Study limitations and strengths
The findings of this pilot study are limited by the small sample size. However, this limitation was offset by the strengths of the mixed methods approach. Had this study been conducted solely from the quantitative perspective, the significant improvements in participants’ QOL may have been dismissed. Conversely, approaching this solely from a qualitative standpoint would have severely limited generalisbility (Glaser, 1978; Nilsen, 2013). Utilising a mixed methods approach strengthened the results of this study. Not only were statistically significant improvements noted in three of the four physical fitness areas and fatigue, clinically significant improvements were noted in all areas of physical fitness, fatigue and QOL. The results of this study will contribute to the existing body of knowledge for exercise in cancer patients and highlight the impact of exercise on the practical applicability of everyday life.

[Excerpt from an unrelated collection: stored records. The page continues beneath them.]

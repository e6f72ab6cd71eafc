use super::{PaginationRequest, Validate};
use crate::application::services::SubmissionOutcome;
use crate::domain::entities::{
    DrainOutcome, InspectionFilter, InspectionRecord, InspectionSubmission, PageRequest, PhotoSet,
    SortOrder,
};
use crate::domain::value_objects::{CompletionStatus, InspectionId, PhotoPayload, ValveCode};
use crate::shared::error::AppError;
use crate::shared::metrics::SyncMetricsSnapshot;
use chrono::{DateTime, Utc};
use serde::{Deserialize, Serialize};

/// Photos arrive as `data:` URLs captured on the device, or as URLs of
/// photos stored earlier.
#[derive(Debug, Clone, Serialize, Deserialize)]
#[serde(rename_all = "camelCase")]
pub struct SubmitInspectionRequest {
    pub valve_code: String,
    #[serde(default)]
    pub photo_initial: Option<String>,
    #[serde(default)]
    pub photo_during: Option<String>,
    #[serde(default)]
    pub photo_final: Option<String>,
    #[serde(default)]
    pub editing_id: Option<String>,
}

impl Validate for SubmitInspectionRequest {
    fn validate(&self) -> Result<(), String> {
        if self.valve_code.trim().is_empty() {
            return Err("Valve code is required".to_string());
        }
        let has_photo = [&self.photo_initial, &self.photo_during, &self.photo_final]
            .iter()
            .any(|photo| photo.as_deref().is_some_and(|value| !value.trim().is_empty()));
        if !has_photo {
            return Err("At least one photo is required".to_string());
        }
        if let Some(id) = &self.editing_id
            && id.trim().is_empty()
        {
            return Err("Editing ID cannot be empty".to_string());
        }
        Ok(())
    }
}

impl SubmitInspectionRequest {
    pub fn to_submission(&self) -> Result<InspectionSubmission, AppError> {
        let valve_code =
            ValveCode::new(self.valve_code.clone()).map_err(AppError::ValidationError)?;
        let photos = PhotoSet::new(
            parse_photo(self.photo_initial.as_deref())?,
            parse_photo(self.photo_during.as_deref())?,
            parse_photo(self.photo_final.as_deref())?,
        );
        Ok(InspectionSubmission::new(valve_code, photos))
    }

    pub fn editing_id(&self) -> Result<Option<InspectionId>, AppError> {
        self.editing_id
            .as_ref()
            .map(|id| InspectionId::new(id.trim().to_string()).map_err(AppError::ValidationError))
            .transpose()
    }
}

fn parse_photo(value: Option<&str>) -> Result<Option<PhotoPayload>, AppError> {
    match value.map(str::trim) {
        None | Some("") => Ok(None),
        Some(raw) => PhotoPayload::parse(raw)
            .map(Some)
            .map_err(|err| AppError::ValidationError(format!("Invalid photo: {err}"))),
    }
}

#[derive(Debug, Clone, Serialize, Deserialize)]
#[serde(rename_all = "camelCase")]
pub struct InspectionRecordResponse {
    pub id: String,
    pub valve_code: Option<String>,
    pub inspection_date: DateTime<Utc>,
    pub photo_initial_url: Option<String>,
    pub photo_during_url: Option<String>,
    pub photo_final_url: Option<String>,
    pub notes: Option<String>,
    pub status: String,
}

impl From<InspectionRecord> for InspectionRecordResponse {
    fn from(record: InspectionRecord) -> Self {
        Self {
            id: record.id.to_string(),
            valve_code: record.valve_code,
            inspection_date: record.inspection_date,
            photo_initial_url: record.photo_initial_url,
            photo_during_url: record.photo_during_url,
            photo_final_url: record.photo_final_url,
            notes: record.notes,
            status: record.status.to_string(),
        }
    }
}

#[derive(Debug, Clone, Serialize, Deserialize)]
#[serde(rename_all = "camelCase")]
pub struct SubmissionResponse {
    /// `saved`, `updated` or `queued`.
    pub outcome: String,
    pub record: Option<InspectionRecordResponse>,
    pub pending_id: Option<String>,
    pub message: String,
}

impl From<SubmissionOutcome> for SubmissionResponse {
    fn from(outcome: SubmissionOutcome) -> Self {
        match outcome {
            SubmissionOutcome::Saved(record) => Self {
                outcome: "saved".to_string(),
                record: Some(record.into()),
                pending_id: None,
                message: "Inspection saved".to_string(),
            },
            SubmissionOutcome::Updated(record) => Self {
                outcome: "updated".to_string(),
                record: Some(record.into()),
                pending_id: None,
                message: "Inspection updated".to_string(),
            },
            SubmissionOutcome::Queued(id) => Self {
                outcome: "queued".to_string(),
                record: None,
                pending_id: Some(id.to_string()),
                message: "Saved offline, will sync when the connection returns".to_string(),
            },
        }
    }
}

#[derive(Debug, Clone, Serialize, Deserialize)]
#[serde(rename_all = "camelCase")]
pub struct SyncPendingResponse {
    /// `completed`, `nothing_to_sync`, `already_draining` or `cooling_down`.
    pub outcome: String,
    pub synced_count: u32,
    pub failed_count: u32,
    pub pending_count: u32,
    pub message: Option<String>,
}

impl From<DrainOutcome> for SyncPendingResponse {
    fn from(outcome: DrainOutcome) -> Self {
        let (name, result) = match &outcome {
            DrainOutcome::Completed(result) => ("completed", Some(result)),
            DrainOutcome::NothingToSync => ("nothing_to_sync", None),
            DrainOutcome::AlreadyDraining => ("already_draining", None),
            DrainOutcome::CoolingDown => ("cooling_down", None),
        };
        Self {
            outcome: name.to_string(),
            synced_count: result.map_or(0, |r| r.synced_count),
            failed_count: result.map_or(0, |r| r.failed_count),
            pending_count: result.map_or(0, |r| r.pending_count),
            message: result.map(|r| r.summary()),
        }
    }
}

#[derive(Debug, Clone, Serialize)]
#[serde(rename_all = "camelCase")]
pub struct SyncStatusResponse {
    pub is_online: bool,
    pub is_syncing: bool,
    pub pending_count: usize,
    pub metrics: SyncMetricsSnapshot,
}

#[derive(Debug, Clone, Default, Serialize, Deserialize)]
#[serde(rename_all = "camelCase")]
pub struct ListInspectionsRequest {
    /// `em_andamento` or `concluido`.
    pub status: Option<String>,
    pub search: Option<String>,
    pub from: Option<DateTime<Utc>>,
    pub to: Option<DateTime<Utc>>,
    #[serde(default)]
    pub ascending: bool,
    pub pagination: Option<PaginationRequest>,
}

impl Validate for ListInspectionsRequest {
    fn validate(&self) -> Result<(), String> {
        if let Some(status) = &self.status {
            CompletionStatus::parse(status)?;
        }
        if let (Some(from), Some(to)) = (self.from, self.to)
            && from > to
        {
            return Err("Date range start must not be after its end".to_string());
        }
        if let Some(limit) = self.pagination.as_ref().and_then(|p| p.limit)
            && !(1..=200).contains(&limit)
        {
            return Err("Limit must be between 1 and 200".to_string());
        }
        Ok(())
    }
}

impl ListInspectionsRequest {
    pub fn filter(&self) -> Result<InspectionFilter, AppError> {
        let mut filter = InspectionFilter::default().between(self.from, self.to);
        if let Some(status) = &self.status {
            filter = filter.with_status(
                CompletionStatus::parse(status).map_err(AppError::ValidationError)?,
            );
        }
        if let Some(search) = &self.search {
            filter = filter.with_search(search.as_str());
        }
        Ok(filter)
    }

    pub fn order(&self) -> SortOrder {
        if self.ascending {
            SortOrder::Ascending
        } else {
            SortOrder::Descending
        }
    }

    pub fn page(&self) -> PageRequest {
        let defaults = PageRequest::default();
        let pagination = self.pagination.clone().unwrap_or_default();
        PageRequest {
            limit: pagination.limit.unwrap_or(defaults.limit),
            offset: pagination.offset.unwrap_or(defaults.offset),
        }
    }
}

#[derive(Debug, Clone, Serialize, Deserialize)]
#[serde(rename_all = "camelCase")]
pub struct InspectionPageResponse {
    pub items: Vec<InspectionRecordResponse>,
    pub total: u64,
}
use valve_inspection_lib::presentation::dto::inspection_dto::{
    ListInspectionsRequest, SubmitInspectionRequest,
};
use valve_inspection_lib::{AppConfig, AppError, AppState};

const PHOTO: &str = "data:image/jpeg;base64,/9j/4AAQ";

fn config_in(dir: &std::path::Path) -> AppConfig {
    let data_dir = dir.to_string_lossy().into_owned();
    let mut config = AppConfig::default();
    config.database.url = format!("sqlite:{data_dir}/inspections.db?mode=rwc");
    config.storage.blob_dir = format!("{data_dir}/blobs");
    config.storage.data_dir = data_dir;
    config.storage.public_base_url = "https://cdn.test/photos".to_string();
    config.sync.auto_sync = false;
    config.sync.cooldown_ms = 0;
    config
}

fn request(valve_code: &str) -> SubmitInspectionRequest {
    SubmitInspectionRequest {
        valve_code: valve_code.to_string(),
        photo_initial: Some(PHOTO.to_string()),
        photo_during: Some(PHOTO.to_string()),
        photo_final: Some(PHOTO.to_string()),
        editing_id: None,
    }
}

#[tokio::test]
async fn handler_submits_online_and_lists_history() {
    let dir = tempfile::tempdir().unwrap();
    let state = AppState::new(config_in(dir.path())).await.unwrap();
    state.start().await.unwrap();
    let handler = &state.sync_handler;

    let response = handler.submit(request("VLV-1")).await;
    assert!(response.success, "{:?}", response.error);
    let data = response.data.unwrap();
    assert_eq!(data.outcome, "saved");
    assert_eq!(data.record.unwrap().status, "concluido");

    let page = handler
        .list_inspections(ListInspectionsRequest {
            search: Some("vlv".into()),
            ..Default::default()
        })
        .await
        .unwrap();
    assert_eq!(page.total, 1);
    assert_eq!(page.items[0].valve_code.as_deref(), Some("VLV-1"));

    state.shutdown().await;
}

#[tokio::test]
async fn invalid_request_is_rejected_with_validation_code() {
    let dir = tempfile::tempdir().unwrap();
    let state = AppState::new(config_in(dir.path())).await.unwrap();

    let mut no_photos = request("VLV-2");
    no_photos.photo_initial = None;
    no_photos.photo_during = None;
    no_photos.photo_final = None;

    let response = state.sync_handler.submit(no_photos.clone()).await;
    assert!(!response.success);
    assert_eq!(response.error_code.as_deref(), Some("VALIDATION_ERROR"));
    assert!(!state.sync_handler.save_pending_inspection(no_photos));
    assert_eq!(state.sync_handler.pending_count(), 0);
}

#[tokio::test]
async fn queue_survives_restart_and_syncs_when_back_online() {
    let dir = tempfile::tempdir().unwrap();
    {
        let state = AppState::new(config_in(dir.path())).await.unwrap();
        state.sync_handler.set_online(false);

        let response = state.sync_handler.submit(request("VLV-3")).await;
        assert_eq!(response.data.unwrap().outcome, "queued");
        assert!(state.sync_handler.save_pending_inspection(request("VLV-4")));

        let err = state.sync_handler.sync_pending_data().await.unwrap_err();
        assert!(matches!(err, AppError::Offline(_)));
        state.shutdown().await;
    }

    let state = AppState::new(config_in(dir.path())).await.unwrap();
    assert_eq!(state.sync_handler.pending_count(), 2);

    let result = state.sync_handler.sync_pending_data().await.unwrap();
    assert_eq!(result.outcome, "completed");
    assert_eq!(result.synced_count, 2);
    assert_eq!(result.message.as_deref(), Some("2 synced"));

    let status = state.sync_handler.status();
    assert!(status.is_online);
    assert!(!status.is_syncing);
    assert_eq!(status.pending_count, 0);
    assert_eq!(status.metrics.entries.successes, 2);
    state.shutdown().await;
}

#[tokio::test]
async fn editing_offline_returns_offline_code() {
    let dir = tempfile::tempdir().unwrap();
    let state = AppState::new(config_in(dir.path())).await.unwrap();
    state.sync_handler.set_online(false);

    let mut edit = request("VLV-5");
    edit.editing_id = Some("3f0e6f8e-6c57-4c0c-9d2e-0d5e0f3c2a11".into());
    let response = state.sync_handler.submit(edit).await;

    assert!(!response.success);
    assert_eq!(response.error_code.as_deref(), Some("OFFLINE"));
    assert_eq!(state.sync_handler.pending_count(), 0);
}

#[tokio::test]
async fn dropped_sync_request_reports_queued_entries() {
    let dir = tempfile::tempdir().unwrap();
    let mut config = config_in(dir.path());
    config.sync.cooldown_ms = 60_000;
    let state = AppState::new(config).await.unwrap();
    let handler = &state.sync_handler;

    let first = handler.sync_pending_data().await.unwrap();
    assert_eq!(first.outcome, "nothing_to_sync");
    assert_eq!(first.pending_count, 0);

    assert!(handler.save_pending_inspection(request("VLV-6")));
    let second = handler.sync_pending_data().await.unwrap();
    assert_eq!(second.outcome, "cooling_down");
    assert_eq!(second.pending_count, 1);
    assert_eq!(handler.pending_count(), 1);

    state.shutdown().await;
}
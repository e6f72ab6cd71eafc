use crate::domain::entities::InspectionRecord;
use crate::domain::value_objects::{CompletionStatus, InspectionId};
use crate::shared::error::AppError;
use chrono::{DateTime, Utc};
use sqlx::{Row, sqlite::SqliteRow};

pub(super) fn map_inspection_row(row: &SqliteRow) -> Result<InspectionRecord, AppError> {
    let id: String = row.try_get("id")?;
    let inspection_date: i64 = row.try_get("inspection_date")?;
    let status: String = row.try_get("status")?;

    Ok(InspectionRecord {
        id: InspectionId::new(id).map_err(AppError::DeserializationError)?,
        valve_code: row.try_get("valve_code")?,
        inspection_date: DateTime::from_timestamp_millis(inspection_date).unwrap_or_else(Utc::now),
        photo_initial_url: row.try_get("photo_initial_url")?,
        photo_during_url: row.try_get("photo_during_url")?,
        photo_final_url: row.try_get("photo_final_url")?,
        notes: row.try_get("notes")?,
        status: CompletionStatus::parse(&status).map_err(AppError::DeserializationError)?,
    })
}
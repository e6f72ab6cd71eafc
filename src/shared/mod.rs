pub mod config;
pub mod error;
pub mod metrics;

pub use config::AppConfig;
pub use error::{AppError, Result};
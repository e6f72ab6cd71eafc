pub mod inspection;

pub use inspection::{
    CompletionStatus, EntryStatus, InlineImage, InspectionId, PendingEntryId, PhotoPayload,
    PhotoPayloadError, PhotoSlot, ValveCode,
};
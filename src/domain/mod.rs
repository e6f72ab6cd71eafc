pub mod entities;
pub mod value_objects;

pub use entities::{InspectionRecord, PendingInspectionEntry, PhotoSet, PhotoUrls, SyncResult};
pub use value_objects::{CompletionStatus, EntryStatus, PhotoPayload, PhotoSlot, ValveCode};
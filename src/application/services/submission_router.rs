use super::connectivity_monitor::ConnectivityMonitor;
use super::local_queue_store::LocalQueueStore;
use super::photo_uploader::PhotoUploader;
use crate::application::ports::InspectionRepository;
use crate::domain::entities::{
    InspectionRecord, InspectionRecordUpdate, InspectionSubmission, NewInspectionRecord,
    PendingInspectionEntry,
};
use crate::domain::value_objects::{InspectionId, PendingEntryId};
use crate::shared::error::AppError;
use serde::Serialize;
use std::future::Future;
use std::sync::Arc;
use std::time::Duration;

#[derive(Debug, Clone, PartialEq, Eq, Serialize)]
#[serde(tag = "outcome", content = "value", rename_all = "snake_case")]
pub enum SubmissionOutcome {
    Saved(InspectionRecord),
    Updated(InspectionRecord),
    Queued(PendingEntryId),
}

/// Sends a finalized submission to the remote store when online, to the
/// local queue otherwise.
pub struct SubmissionRouter {
    monitor: Arc<ConnectivityMonitor>,
    queue: Arc<LocalQueueStore>,
    uploader: Arc<PhotoUploader>,
    repository: Arc<dyn InspectionRepository>,
    call_timeout: Option<Duration>,
}

impl SubmissionRouter {
    pub fn new(
        monitor: Arc<ConnectivityMonitor>,
        queue: Arc<LocalQueueStore>,
        uploader: Arc<PhotoUploader>,
        repository: Arc<dyn InspectionRepository>,
    ) -> Self {
        Self {
            monitor,
            queue,
            uploader,
            repository,
            call_timeout: None,
        }
    }

    pub fn with_timeout(mut self, timeout: Option<Duration>) -> Self {
        self.call_timeout = timeout;
        self
    }

    pub async fn submit(
        &self,
        submission: InspectionSubmission,
        editing_id: Option<InspectionId>,
    ) -> Result<SubmissionOutcome, AppError> {
        if !self.monitor.is_online() {
            if let Some(id) = editing_id {
                tracing::info!(
                    target: "offline::router",
                    record_id = %id,
                    "edit rejected while offline"
                );
                return Err(AppError::Offline(
                    "Existing inspections can only be edited while online".to_string(),
                ));
            }
            return self.enqueue(submission).map(SubmissionOutcome::Queued);
        }

        match editing_id {
            Some(id) => self.update(&id, submission).await.map(SubmissionOutcome::Updated),
            None => self.insert(submission).await.map(SubmissionOutcome::Saved),
        }
    }

    fn enqueue(&self, submission: InspectionSubmission) -> Result<PendingEntryId, AppError> {
        let entry = PendingInspectionEntry::new(submission.valve_code, submission.photos);
        let id = entry.id.clone();
        let pending = self.queue.append(entry)?;
        tracing::info!(
            target: "offline::router",
            entry_id = %id,
            pending,
            "inspection queued for later sync"
        );
        Ok(id)
    }

    async fn insert(&self, submission: InspectionSubmission) -> Result<InspectionRecord, AppError> {
        let urls = self.uploader.upload_all(&submission.photos).await;
        let record = NewInspectionRecord::from_uploads(submission.valve_code, urls);
        let saved = self.bounded(self.repository.insert(record)).await?;
        tracing::info!(
            target: "offline::router",
            record_id = %saved.id,
            status = %saved.status,
            "inspection saved"
        );
        Ok(saved)
    }

    async fn update(
        &self,
        id: &InspectionId,
        submission: InspectionSubmission,
    ) -> Result<InspectionRecord, AppError> {
        let existing = self
            .bounded(self.repository.get(id))
            .await?
            .ok_or_else(|| AppError::NotFound(format!("Inspection {id} not found")))?;

        let urls = self
            .uploader
            .upload_all(&submission.photos)
            .await
            .or_keep(&existing.photo_urls());
        let update = InspectionRecordUpdate::from_uploads(submission.valve_code, urls);
        let updated = self.bounded(self.repository.update(id, update)).await?;
        tracing::info!(
            target: "offline::router",
            record_id = %updated.id,
            status = %updated.status,
            "inspection updated"
        );
        Ok(updated)
    }

    async fn bounded<T, F>(&self, call: F) -> Result<T, AppError>
    where
        F: Future<Output = Result<T, AppError>>,
    {
        match self.call_timeout {
            Some(limit) => tokio::time::timeout(limit, call).await?,
            None => call.await,
        }
    }
}

#[cfg(test)]
mod tests {
    use super::*;
    use crate::application::ports::{BlobStore, KeyValueStore, UploadOptions};
    use crate::domain::entities::{InspectionFilter, PageRequest, PhotoSet, SortOrder};
    use crate::domain::value_objects::{CompletionStatus, EntryStatus, PhotoPayload, ValveCode};
    use crate::infrastructure::storage::MemoryKeyValueStore;
    use async_trait::async_trait;
    use chrono::Utc;
    use std::collections::HashMap;
    use std::sync::Mutex;

    #[derive(Default)]
    struct MapRepository {
        records: Mutex<HashMap<String, InspectionRecord>>,
        fail: bool,
        stall: bool,
    }

    #[async_trait]
    impl InspectionRepository for MapRepository {
        async fn insert(&self, record: NewInspectionRecord) -> Result<InspectionRecord, AppError> {
            if self.fail {
                return Err(AppError::Network("remote unavailable".into()));
            }
            if self.stall {
                std::future::pending::<()>().await;
            }
            let saved = InspectionRecord {
                id: InspectionId::generate(),
                valve_code: Some(record.valve_code.to_string()),
                inspection_date: Utc::now(),
                photo_initial_url: record.photos.initial,
                photo_during_url: record.photos.during,
                photo_final_url: record.photos.final_,
                notes: record.notes,
                status: record.status,
            };
            self.records
                .lock()
                .unwrap()
                .insert(saved.id.to_string(), saved.clone());
            Ok(saved)
        }

        async fn update(
            &self,
            id: &InspectionId,
            update: InspectionRecordUpdate,
        ) -> Result<InspectionRecord, AppError> {
            let mut records = self.records.lock().unwrap();
            let record = records
                .get_mut(id.as_str())
                .ok_or_else(|| AppError::NotFound(id.to_string()))?;
            if let Some(code) = update.valve_code {
                record.valve_code = Some(code.to_string());
            }
            if let Some(photos) = update.photos {
                record.photo_initial_url = photos.initial;
                record.photo_during_url = photos.during;
                record.photo_final_url = photos.final_;
            }
            if let Some(status) = update.status {
                record.status = status;
            }
            Ok(record.clone())
        }

        async fn delete(&self, id: &InspectionId) -> Result<(), AppError> {
            self.records.lock().unwrap().remove(id.as_str());
            Ok(())
        }

        async fn get(&self, id: &InspectionId) -> Result<Option<InspectionRecord>, AppError> {
            Ok(self.records.lock().unwrap().get(id.as_str()).cloned())
        }

        async fn list(
            &self,
            _filter: &InspectionFilter,
            _order: SortOrder,
            _page: PageRequest,
        ) -> Result<Vec<InspectionRecord>, AppError> {
            Ok(self.records.lock().unwrap().values().cloned().collect())
        }

        async fn count(&self, _filter: &InspectionFilter) -> Result<u64, AppError> {
            Ok(self.records.lock().unwrap().len() as u64)
        }
    }

    #[derive(Default)]
    struct CountingBlobStore {
        uploads: Mutex<usize>,
    }

    #[async_trait]
    impl BlobStore for CountingBlobStore {
        async fn upload(
            &self,
            _path: &str,
            _bytes: &[u8],
            _options: UploadOptions,
        ) -> Result<(), AppError> {
            *self.uploads.lock().unwrap() += 1;
            Ok(())
        }

        fn public_url(&self, path: &str) -> String {
            format!("https://blobs.test/{path}")
        }
    }

    struct FullDisk;

    impl KeyValueStore for FullDisk {
        fn get(&self, _key: &str) -> Result<Option<String>, AppError> {
            Ok(None)
        }

        fn set(&self, _key: &str, _value: &str) -> Result<(), AppError> {
            Err(AppError::Storage("no space left on device".into()))
        }

        fn remove(&self, _key: &str) -> Result<(), AppError> {
            Ok(())
        }
    }

    struct Fixture {
        router: SubmissionRouter,
        monitor: Arc<ConnectivityMonitor>,
        queue: Arc<LocalQueueStore>,
        repository: Arc<MapRepository>,
        blobs: Arc<CountingBlobStore>,
    }

    fn fixture(online: bool, repository: MapRepository) -> Fixture {
        let store: Arc<dyn KeyValueStore> = Arc::new(MemoryKeyValueStore::new());
        let queue = Arc::new(LocalQueueStore::new(store, "queue"));
        let monitor = Arc::new(ConnectivityMonitor::new(online));
        let blobs = Arc::new(CountingBlobStore::default());
        let uploader = Arc::new(PhotoUploader::new(blobs.clone()));
        let repository = Arc::new(repository);
        let router = SubmissionRouter::new(
            monitor.clone(),
            queue.clone(),
            uploader,
            repository.clone(),
        );
        Fixture {
            router,
            monitor,
            queue,
            repository,
            blobs,
        }
    }

    fn photo() -> Option<PhotoPayload> {
        Some(PhotoPayload::inline("image/jpeg", b"jpeg"))
    }

    fn submission(code: &str, photos: PhotoSet) -> InspectionSubmission {
        InspectionSubmission::new(ValveCode::new(code.into()).unwrap(), photos)
    }

    #[tokio::test]
    async fn online_submit_with_three_photos_is_completed() {
        let fx = fixture(true, MapRepository::default());

        let outcome = fx
            .router
            .submit(
                submission("VLV-1", PhotoSet::new(photo(), photo(), photo())),
                None,
            )
            .await
            .unwrap();

        let SubmissionOutcome::Saved(record) = outcome else {
            panic!("expected a saved record, got {outcome:?}");
        };
        assert_eq!(record.status, CompletionStatus::Completed);
        assert_eq!(*fx.blobs.uploads.lock().unwrap(), 3);
        assert!(fx.queue.load().is_empty());
    }

    #[tokio::test]
    async fn offline_submit_is_queued_without_upload() {
        let fx = fixture(false, MapRepository::default());

        let outcome = fx
            .router
            .submit(submission("VLV-9", PhotoSet::new(photo(), None, None)), None)
            .await
            .unwrap();

        let SubmissionOutcome::Queued(id) = outcome else {
            panic!("expected a queued entry, got {outcome:?}");
        };
        let queued = fx.queue.load();
        assert_eq!(queued.len(), 1);
        assert_eq!(queued[0].id, id);
        assert_eq!(queued[0].status, EntryStatus::Pending);
        assert!(queued[0].photo_initial.as_ref().is_some_and(PhotoPayload::is_inline));
        assert_eq!(*fx.blobs.uploads.lock().unwrap(), 0);
        assert_eq!(fx.repository.records.lock().unwrap().len(), 0);
    }

    #[tokio::test]
    async fn edit_keeps_previous_urls_for_untouched_slots() {
        let fx = fixture(true, MapRepository::default());
        let SubmissionOutcome::Saved(first_save) = fx
            .router
            .submit(submission("VLV-2", PhotoSet::new(photo(), None, None)), None)
            .await
            .unwrap()
        else {
            panic!("expected a saved record");
        };
        assert_eq!(first_save.status, CompletionStatus::InProgress);

        let outcome = fx
            .router
            .submit(
                submission("VLV-2", PhotoSet::new(None, photo(), photo())),
                Some(first_save.id.clone()),
            )
            .await
            .unwrap();

        let SubmissionOutcome::Updated(updated) = outcome else {
            panic!("expected an updated record, got {outcome:?}");
        };
        assert_eq!(updated.id, first_save.id);
        assert_eq!(updated.photo_initial_url, first_save.photo_initial_url);
        assert!(updated.photo_during_url.is_some());
        assert_eq!(updated.status, CompletionStatus::Completed);
    }

    #[tokio::test]
    async fn edit_of_unknown_record_is_not_found() {
        let fx = fixture(true, MapRepository::default());

        let err = fx
            .router
            .submit(
                submission("VLV-2", PhotoSet::new(photo(), None, None)),
                Some(InspectionId::generate()),
            )
            .await
            .unwrap_err();

        assert!(matches!(err, AppError::NotFound(_)));
    }

    #[tokio::test]
    async fn edit_while_offline_is_rejected() {
        let fx = fixture(true, MapRepository::default());
        fx.monitor.set_online(false);

        let err = fx
            .router
            .submit(
                submission("VLV-2", PhotoSet::new(photo(), None, None)),
                Some(InspectionId::generate()),
            )
            .await
            .unwrap_err();

        assert!(matches!(err, AppError::Offline(_)));
        assert!(fx.queue.load().is_empty());
    }

    #[tokio::test]
    async fn online_failure_propagates_and_does_not_queue() {
        let fx = fixture(
            true,
            MapRepository {
                fail: true,
                ..Default::default()
            },
        );

        let err = fx
            .router
            .submit(submission("VLV-3", PhotoSet::new(photo(), None, None)), None)
            .await
            .unwrap_err();

        assert!(matches!(err, AppError::Network(_)));
        assert!(fx.queue.load().is_empty());
    }

    #[tokio::test]
    async fn offline_enqueue_failure_is_a_storage_error() {
        let queue = Arc::new(LocalQueueStore::new(Arc::new(FullDisk), "queue"));
        let blobs = Arc::new(CountingBlobStore::default());
        let router = SubmissionRouter::new(
            Arc::new(ConnectivityMonitor::new(false)),
            queue.clone(),
            Arc::new(PhotoUploader::new(blobs.clone())),
            Arc::new(MapRepository::default()),
        );

        let err = router
            .submit(submission("VLV-9", PhotoSet::new(photo(), None, None)), None)
            .await
            .unwrap_err();

        assert!(matches!(err, AppError::Storage(_)), "{err:?}");
        assert_eq!(*blobs.uploads.lock().unwrap(), 0);
        assert!(queue.load().is_empty());
    }

    #[tokio::test(start_paused = true)]
    async fn stalled_online_insert_times_out_without_queueing() {
        let mut fx = fixture(
            true,
            MapRepository {
                stall: true,
                ..Default::default()
            },
        );
        fx.router = fx.router.with_timeout(Some(Duration::from_secs(30)));

        let err = fx
            .router
            .submit(submission("VLV-4", PhotoSet::new(photo(), None, None)), None)
            .await
            .unwrap_err();

        assert!(matches!(err, AppError::Timeout(_)), "{err:?}");
        assert!(fx.queue.load().is_empty());
        assert!(fx.repository.records.lock().unwrap().is_empty());
    }
}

Implications for future research
Research continues in the area of exercise for persons experiencing chronic illness; this study suggests several avenues for further investigation. Future research utilising the mixed methods approach with a larger sample size would yield more significant results contributing to the science in caring for patients with cancer. This study may be replicated for persons with other chronic illnesses, such as Parkinson’s disease or end-stage renal disease. One interesting area for future research that emerged from the qualitative data was the use of prayer and other religious practices used by cancer patients during the course of their treatment, and examine the effect this has on the disease, treatment, and survivorship.
Conclusion
In summary, use of the mixed methods approach in this pilot study enhanced the findings; clinically significant results may have been overlooked had the qualitative strand not been addressed. The overwhelming consistent consensus of the participants was that this monitored exercise programme was beneficial, and this was enthusiastically summarised by one participant, who said ‘I think it’s a good thing'.
Understanding the physical, emotional and spiritual experiences of patients with cancer who incorporate a regular exercise regimen in their lives is essential to inform the development of evidence-based interventions and to quantify the benefits of exercise and physical activity. Exercise truly does have positive effects, and healthcare professionals need to purposely incorporate exercise into their patients’ treatment regimen, and encourage their patients to participate in these programmes.
Key points for policy, practice and/or research
Inclusion of an exercise regimen into standard cancer treatment protocols is needed to have a positive impact on patient outcomes, such as reducing cancer-related fatigue and improving quality of life. Nurses are positioned to counsel patients on the importance of including exercise as part of the cancer treatment regimen. Understanding the impact of exercise on lives of cancer patients will enhance patient and family education. Utilisation of mixed methods research strategies provides greater depth to the study, and can yield more useful information than using a single research strategy.
Footnotes
Declaration of conflicting interest
The author(s) declared no potential conflicts of interest with respect to the research, authorship and/or publication of this article.
Funding
The author(s) received no financial support for the research, authorship and/or publication of this article.